§ **Work required**:
All lines in the records that carry the string "true" are to be shown.

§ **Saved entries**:
═══

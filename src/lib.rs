//! # Keyline - Keyboard-Driven Editor Surface for the Terminal
//!
//! A single-field plain-text editor with keyboard-driven editing commands:
//! undo/redo, indent/outdent, auto-indentation on line break, line-comment
//! toggling, a two-key chord shortcut, and a debounced post-edit highlight
//! pass. Every dispatched event is recorded in an append-only event log.
//!
//! ## Architecture
//!
//! The application follows the Model-View-ViewModel (MVVM) pattern:
//!
//! ```text
//! ┌─────────────┐    State     ┌──────────────┐    Updates   ┌─────────┐
//! │    View     │◄─────────────│  ViewModel   │◄─────────────│ Models  │
//! │             │              │              │              │         │
//! │ - Terminal  │              │ - Command    │              │ - Buffer│
//! │ - Rendering │              │   application│              │ - History│
//! │ - Event log │              │ - Timer slots│              │ - Log   │
//! └─────────────┘              └──────────────┘              └─────────┘
//!                                      ▲
//!                                      │ CommandEvents
//!                                      ▼
//!                               ┌──────────────┐
//!                               │  Controller  │
//!                               │              │
//!                               │ - Dispatch   │
//!                               │ - Event Loop │
//!                               └──────────────┘
//! ```

pub mod cmd_args;
pub mod config;
pub mod editor;

// Re-export main types for easy access
pub use editor::*;
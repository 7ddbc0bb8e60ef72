//! # Command Context
//!
//! Immutable state snapshot handed to commands. Commands never touch the
//! view model directly; they read the snapshot and emit request events.

use std::time::Instant;

use crate::editor::events::Platform;
use crate::editor::view_models::EditorViewModel;

/// Read-only snapshot of editor state for command dispatch
#[derive(Debug, Clone)]
pub struct EditorSnapshot {
    pub content: String,
    /// Selection-start char offset at the time of the event
    pub selection_start: usize,
    /// Whether the chord window was open when the snapshot was taken
    pub chord_armed: bool,
    pub platform: Platform,
}

impl EditorSnapshot {
    /// Capture the current view-model state at `now`
    pub fn from_view_model(view_model: &EditorViewModel, now: Instant) -> Self {
        Self {
            content: view_model.content().to_string(),
            selection_start: view_model.selection_start(),
            chord_armed: view_model.chord_armed(now),
            platform: view_model.platform(),
        }
    }
}

/// Base context available to all commands
#[derive(Debug, Clone)]
pub struct CommandContext {
    pub state: EditorSnapshot,
}

impl CommandContext {
    pub fn new(state: EditorSnapshot) -> Self {
        Self { state }
    }
}
//! Debounced highlight trigger
//!
//! Collapses bursts of edits into at most one highlight pass per quiet
//! period. The pending firing is a single deadline slot: scheduling always
//! replaces it, so a superseded deadline never fires and never touches the
//! counter. The invocation counter increments exactly once per settled
//! window and is externally observable.

use std::time::{Duration, Instant};

/// Single-slot debounce timer with a settled-invocation counter
#[derive(Debug, Clone)]
pub struct HighlightDebouncer {
    delay: Duration,
    deadline: Option<Instant>,
    invocations: u64,
}

impl HighlightDebouncer {
    pub fn new(delay: Duration) -> Self {
        Self {
            delay,
            deadline: None,
            invocations: 0,
        }
    }

    /// Schedule (or reschedule) the highlight pass `delay` after `now`.
    ///
    /// Cancels any pending firing; at most one firing is ever pending.
    pub fn schedule(&mut self, now: Instant) {
        self.deadline = Some(now + self.delay);
    }

    /// Fire the highlight pass if its quiet period has elapsed.
    ///
    /// Returns true when the pass settled; the slot is cleared and the
    /// counter incremented exactly once.
    pub fn poll(&mut self, now: Instant) -> bool {
        match self.deadline {
            Some(deadline) if now >= deadline => {
                self.deadline = None;
                self.invocations += 1;
                true
            }
            _ => false,
        }
    }

    /// Count of settled (non-superseded) firings since creation
    pub fn invocation_count(&self) -> u64 {
        self.invocations
    }

    /// Whether a firing is currently pending
    pub fn is_pending(&self) -> bool {
        self.deadline.is_some()
    }

    pub fn delay(&self) -> Duration {
        self.delay
    }
}
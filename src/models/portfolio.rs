//! Portfolio singleton: personal details, home page copy and the about section.

use chrono::{DateTime, Utc};
use serde::{Deserialize, Serialize};

use crate::i18n::{Bilingual, Lang, Localize, ProjectionError};

/// Contact details and headline shown across the site.
#[derive(Debug, Clone, Serialize, Deserialize)]
pub struct PersonalInfo {
    pub name: String,
    pub title: Bilingual<String>,
    pub email: String,
    pub linkedin: String,
    pub github: String,
    pub profile_image: String,
    pub birthdate: String,
}

/// Greeting block on the landing page.
#[derive(Debug, Clone, PartialEq, Eq, Serialize, Deserialize)]
pub struct HomeContent {
    pub greeting: String,
    pub description: String,
}

#[derive(Debug, Clone, PartialEq, Eq, Serialize, Deserialize)]
pub struct EducationItem {
    pub degree: String,
    pub institution: String,
    pub period: String,
    #[serde(default)]
    pub thesis: Option<String>,
}

#[derive(Debug, Clone, Serialize, Deserialize)]
pub struct AboutData {
    pub education: Bilingual<Vec<EducationItem>>,
    pub skills: Bilingual<Vec<String>>,
    pub languages: Bilingual<Vec<String>>,
    pub interests: Bilingual<Vec<String>>,
}

/// The stored portfolio document. At most one exists.
#[derive(Debug, Clone, Serialize, Deserialize)]
pub struct Portfolio {
    pub id: String,
    pub personal_info: PersonalInfo,
    pub home: Bilingual<HomeContent>,
    pub about: AboutData,
    pub created_at: DateTime<Utc>,
    pub updated_at: DateTime<Utc>,
}

/// Request body for POST /api/portfolio.
#[derive(Debug, Clone, Deserialize)]
pub struct SavePortfolioRequest {
    pub personal_info: PersonalInfo,
    pub home: Bilingual<HomeContent>,
    pub about: AboutData,
}

/// Whether a save inserted the singleton or overwrote it.
#[derive(Debug, Clone, Copy, PartialEq, Eq)]
pub enum SaveOutcome {
    Created,
    Updated,
}

impl SaveOutcome {
    pub fn message(&self) -> &'static str {
        match self {
            SaveOutcome::Created => "Portfolio created successfully",
            SaveOutcome::Updated => "Portfolio updated successfully",
        }
    }
}

#[derive(Debug, Clone, Serialize, Deserialize)]
pub struct PersonalView {
    pub name: String,
    pub title: String,
    pub email: String,
    pub linkedin: String,
    pub github: String,
    #[serde(rename = "profileImage")]
    pub profile_image: String,
    pub birthdate: String,
}

#[derive(Debug, Clone, Serialize, Deserialize)]
pub struct AboutView {
    pub education: Vec<EducationItem>,
    pub skills: Vec<String>,
    pub languages: Vec<String>,
    pub interests: Vec<String>,
}

/// Response for GET /api/portfolio.
#[derive(Debug, Clone, Serialize, Deserialize)]
pub struct PortfolioView {
    pub personal: PersonalView,
    pub home: HomeContent,
    pub about: AboutView,
}

impl Localize for Portfolio {
    type View = PortfolioView;

    fn localize(&self, lang: Lang) -> Result<PortfolioView, ProjectionError> {
        let info = &self.personal_info;
        Ok(PortfolioView {
            personal: PersonalView {
                name: info.name.clone(),
                title: info.title.project("personal_info.title", lang)?,
                email: info.email.clone(),
                linkedin: info.linkedin.clone(),
                github: info.github.clone(),
                profile_image: info.profile_image.clone(),
                birthdate: info.birthdate.clone(),
            },
            home: self.home.project("home", lang)?,
            about: AboutView {
                education: self.about.education.project("about.education", lang)?,
                skills: self.about.skills.project("about.skills", lang)?,
                languages: self.about.languages.project("about.languages", lang)?,
                interests: self.about.interests.project("about.interests", lang)?,
            },
        })
    }
}
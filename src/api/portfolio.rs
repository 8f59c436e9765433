//! Portfolio API endpoints.

use axum::{extract::State, Json};

use super::{require_text, require_translations, ApiJson, ApiQuery, ApiResult, LangQuery, MessageResponse};
use crate::errors::AppError;
use crate::i18n::Localize;
use crate::models::{PortfolioView, SavePortfolioRequest};
use crate::AppState;

/// GET /api/portfolio - The portfolio in one language.
pub async fn get_portfolio(
    State(state): State<AppState>,
    ApiQuery(query): ApiQuery<LangQuery>,
) -> ApiResult<PortfolioView> {
    let portfolio = state
        .repo
        .get_portfolio()
        .await?
        .ok_or_else(|| AppError::NotFound("Portfolio not found".to_string()))?;

    Ok(Json(portfolio.localize(query.lang)?))
}

/// POST /api/portfolio - Create the portfolio, or overwrite it if it exists.
pub async fn save_portfolio(
    State(state): State<AppState>,
    ApiJson(request): ApiJson<SavePortfolioRequest>,
) -> ApiResult<MessageResponse> {
    validate(&request)?;

    let outcome = state.repo.save_portfolio(&request).await?;
    tracing::info!(outcome = ?outcome, "Portfolio saved");
    Ok(Json(MessageResponse::new(outcome.message())))
}

fn validate(request: &SavePortfolioRequest) -> Result<(), AppError> {
    require_text("personal_info.name", &request.personal_info.name)?;
    require_translations("personal_info.title", &request.personal_info.title)?;
    require_translations("home", &request.home)?;
    require_translations("about.education", &request.about.education)?;
    require_translations("about.skills", &request.about.skills)?;
    require_translations("about.languages", &request.about.languages)?;
    require_translations("about.interests", &request.about.interests)?;
    Ok(())
}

═══

§ **Reply to the task**:
    /// Returns true when the pass settled; the slot is cleared and the
                true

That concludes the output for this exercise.